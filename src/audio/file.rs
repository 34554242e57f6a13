use anyhow::{bail, Context, Result};
use async_trait::async_trait;
use hound::{SampleFormat, WavReader};
use std::path::Path;
use std::time::Duration;
use tokio::sync::mpsc;
use tokio::task::JoinHandle;
use tracing::info;

use super::backend::{AudioFrame, CaptureBackend, DeviceConfig};
use super::capture::{downmix, FrameSlicer};
use super::resample::resample;

/// WAV file used as a microphone.
///
/// The file is decoded up front, converted to mono at the capture rate and
/// replayed one frame per frame-duration, like a live device would deliver it.
pub struct FileCapture {
    path: String,
    frames: Vec<AudioFrame>,
    frame_interval: Duration,
    task: Option<JoinHandle<()>>,
}

impl FileCapture {
    pub fn open(path: impl AsRef<Path>, config: &DeviceConfig) -> Result<Self> {
        let path = path.as_ref();
        info!("Opening audio file: {}", path.display());

        let reader = WavReader::open(path).context("Failed to open WAV file")?;
        let spec = reader.spec();

        let interleaved: Vec<f32> = match spec.sample_format {
            SampleFormat::Int if spec.bits_per_sample == 16 => reader
                .into_samples::<i16>()
                .map(|s| s.map(|v| v as f32 / 32768.0))
                .collect::<Result<Vec<_>, _>>()
                .context("Failed to read audio samples")?,
            SampleFormat::Float => reader
                .into_samples::<f32>()
                .collect::<Result<Vec<_>, _>>()
                .context("Failed to read audio samples")?,
            SampleFormat::Int => bail!(
                "Unsupported WAV sample width: {} bits (expected 16-bit PCM or float)",
                spec.bits_per_sample
            ),
        };

        let mono = downmix(&interleaved, spec.channels);
        let samples = resample(&mono, spec.sample_rate, config.input_sample_rate)?;

        let mut slicer = FrameSlicer::new(config.frame_size, config.input_sample_rate);
        let frames = slicer.push(&samples);

        let frame_interval = Duration::from_secs_f64(
            config.frame_size as f64 / config.input_sample_rate.max(1) as f64,
        );

        info!(
            "Audio file loaded: {}Hz, {} channels, {} frames of {} samples",
            spec.sample_rate,
            spec.channels,
            frames.len(),
            config.frame_size
        );

        Ok(Self {
            path: path.display().to_string(),
            frames,
            frame_interval,
            task: None,
        })
    }

    /// Number of whole frames the file yields
    pub fn frame_count(&self) -> usize {
        self.frames.len()
    }
}

#[async_trait]
impl CaptureBackend for FileCapture {
    async fn start(&mut self) -> Result<mpsc::Receiver<AudioFrame>> {
        if self.task.is_some() {
            bail!("Already capturing");
        }

        info!("Replaying {} as microphone input", self.path);

        let (tx, rx) = mpsc::channel(32);
        let frames = self.frames.clone();
        let interval = self.frame_interval;

        self.task = Some(tokio::spawn(async move {
            let mut ticker = tokio::time::interval(interval);
            for frame in frames {
                ticker.tick().await;
                if tx.send(frame).await.is_err() {
                    break;
                }
            }
        }));

        Ok(rx)
    }

    async fn stop(&mut self) -> Result<()> {
        if let Some(task) = self.task.take() {
            task.abort();
            info!("Stopped replaying {}", self.path);
        }
        Ok(())
    }

    fn is_capturing(&self) -> bool {
        self.task.as_ref().map(|t| !t.is_finished()).unwrap_or(false)
    }

    fn name(&self) -> &str {
        "WAV file"
    }
}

# Problem details
The records above must be transcribed in full, word for word.

# Response below
filename src/audio/file.rs
repository 34554242e57f6a13
use anyhow::{bail, Context, Result};
use async_trait::async_trait;
use hound::{SampleFormat, WavReader};
use std::path::Path;
use std::time::Duration;
use tokio::sync::mpsc;
use tokio::task::JoinHandle;
use tracing::info;

use super::backend::{AudioFrame, CaptureBackend, DeviceConfig};
use super::capture::{downmix, FrameSlicer};
use super::resample::resample;

/// WAV file used as a microphone.
///
/// The file is decoded up front, converted to mono at the capture rate and
/// replayed one frame per frame-duration, like a live device would deliver it.
pub struct FileCapture {
    path: String,
    frames: Vec<AudioFrame>,
    frame_interval: Duration,
    task: Option<JoinHandle<()>>,
}

impl FileCapture {
    pub fn open(path: impl AsRef<Path>, config: &DeviceConfig) -> Result<Self> {
        let path = path.as_ref();
        info!("Opening audio file: {}", path.display());

        let reader = WavReader::open(path).context("Failed to open WAV file")?;
        let spec = reader.spec();

        let interleaved: Vec<f32> = match spec.sample_format {
            SampleFormat::Int if spec.bits_per_sample == 16 => reader
                .into_samples::<i16>()
                .map(|s| s.map(|v| v as f32 / 32768.0))
                .collect::<Result<Vec<_>, _>>()
                .context("Failed to read audio samples")?,
            SampleFormat::Float => reader
                .into_samples::<f32>()
                .collect::<Result<Vec<_>, _>>()
                .context("Failed to read audio samples")?,
            SampleFormat::Int => bail!(
                "Unsupported WAV sample width: {} bits (expected 16-bit PCM or float)",
                spec.bits_per_sample
            ),
        };

        let mono = downmix(&interleaved, spec.channels);
        let samples = resample(&mono, spec.sample_rate, config.input_sample_rate)?;

        let mut slicer = FrameSlicer::new(config.frame_size, config.input_sample_rate);
        let frames = slicer.push(&samples);

        let frame_interval = Duration::from_secs_f64(
            config.frame_size as f64 / config.input_sample_rate.max(1) as f64,
        );

        info!(
            "Audio file loaded: {}Hz, {} channels, {} frames of {} samples",
            spec.sample_rate,
            spec.channels,
            frames.len(),
            config.frame_size
        );

        Ok(Self {
            path: path.display().to_string(),
            frames,
            frame_interval,
            task: None,
        })
    }

    /// Number of whole frames the file yields
    pub fn frame_count(&self) -> usize {
        self.frames.len()
    }
}

#[async_trait]
impl CaptureBackend for FileCapture {
    async fn start(&mut self) -> Result<mpsc::Receiver<AudioFrame>> {
        if self.task.is_some() {
            bail!("Already capturing");
        }

        info!("Replaying {} as microphone input", self.path);

        let (tx, rx) = mpsc::channel(32);
        let frames = self.frames.clone();
        let interval = self.frame_interval;

        self.task = Some(tokio::spawn(async move {
            let mut ticker = tokio::time::interval(interval);
            for frame in frames {
                ticker.tick().await;
                if tx.send(frame).await.is_err() {
                    break;
                }
            }
        }));

        Ok(rx)
    }

    async fn stop(&mut self) -> Result<()> {
        if let Some(task) = self.task.take() {
            task.abort();
            info!("Stopped replaying {}", self.path);
        }
        Ok(())
    }

    fn is_capturing(&self) -> bool {
        self.task.as_ref().map(|t| !t.is_finished()).unwrap_or(false)
    }

    fn name(&self) -> &str {
        "WAV file"
    }
}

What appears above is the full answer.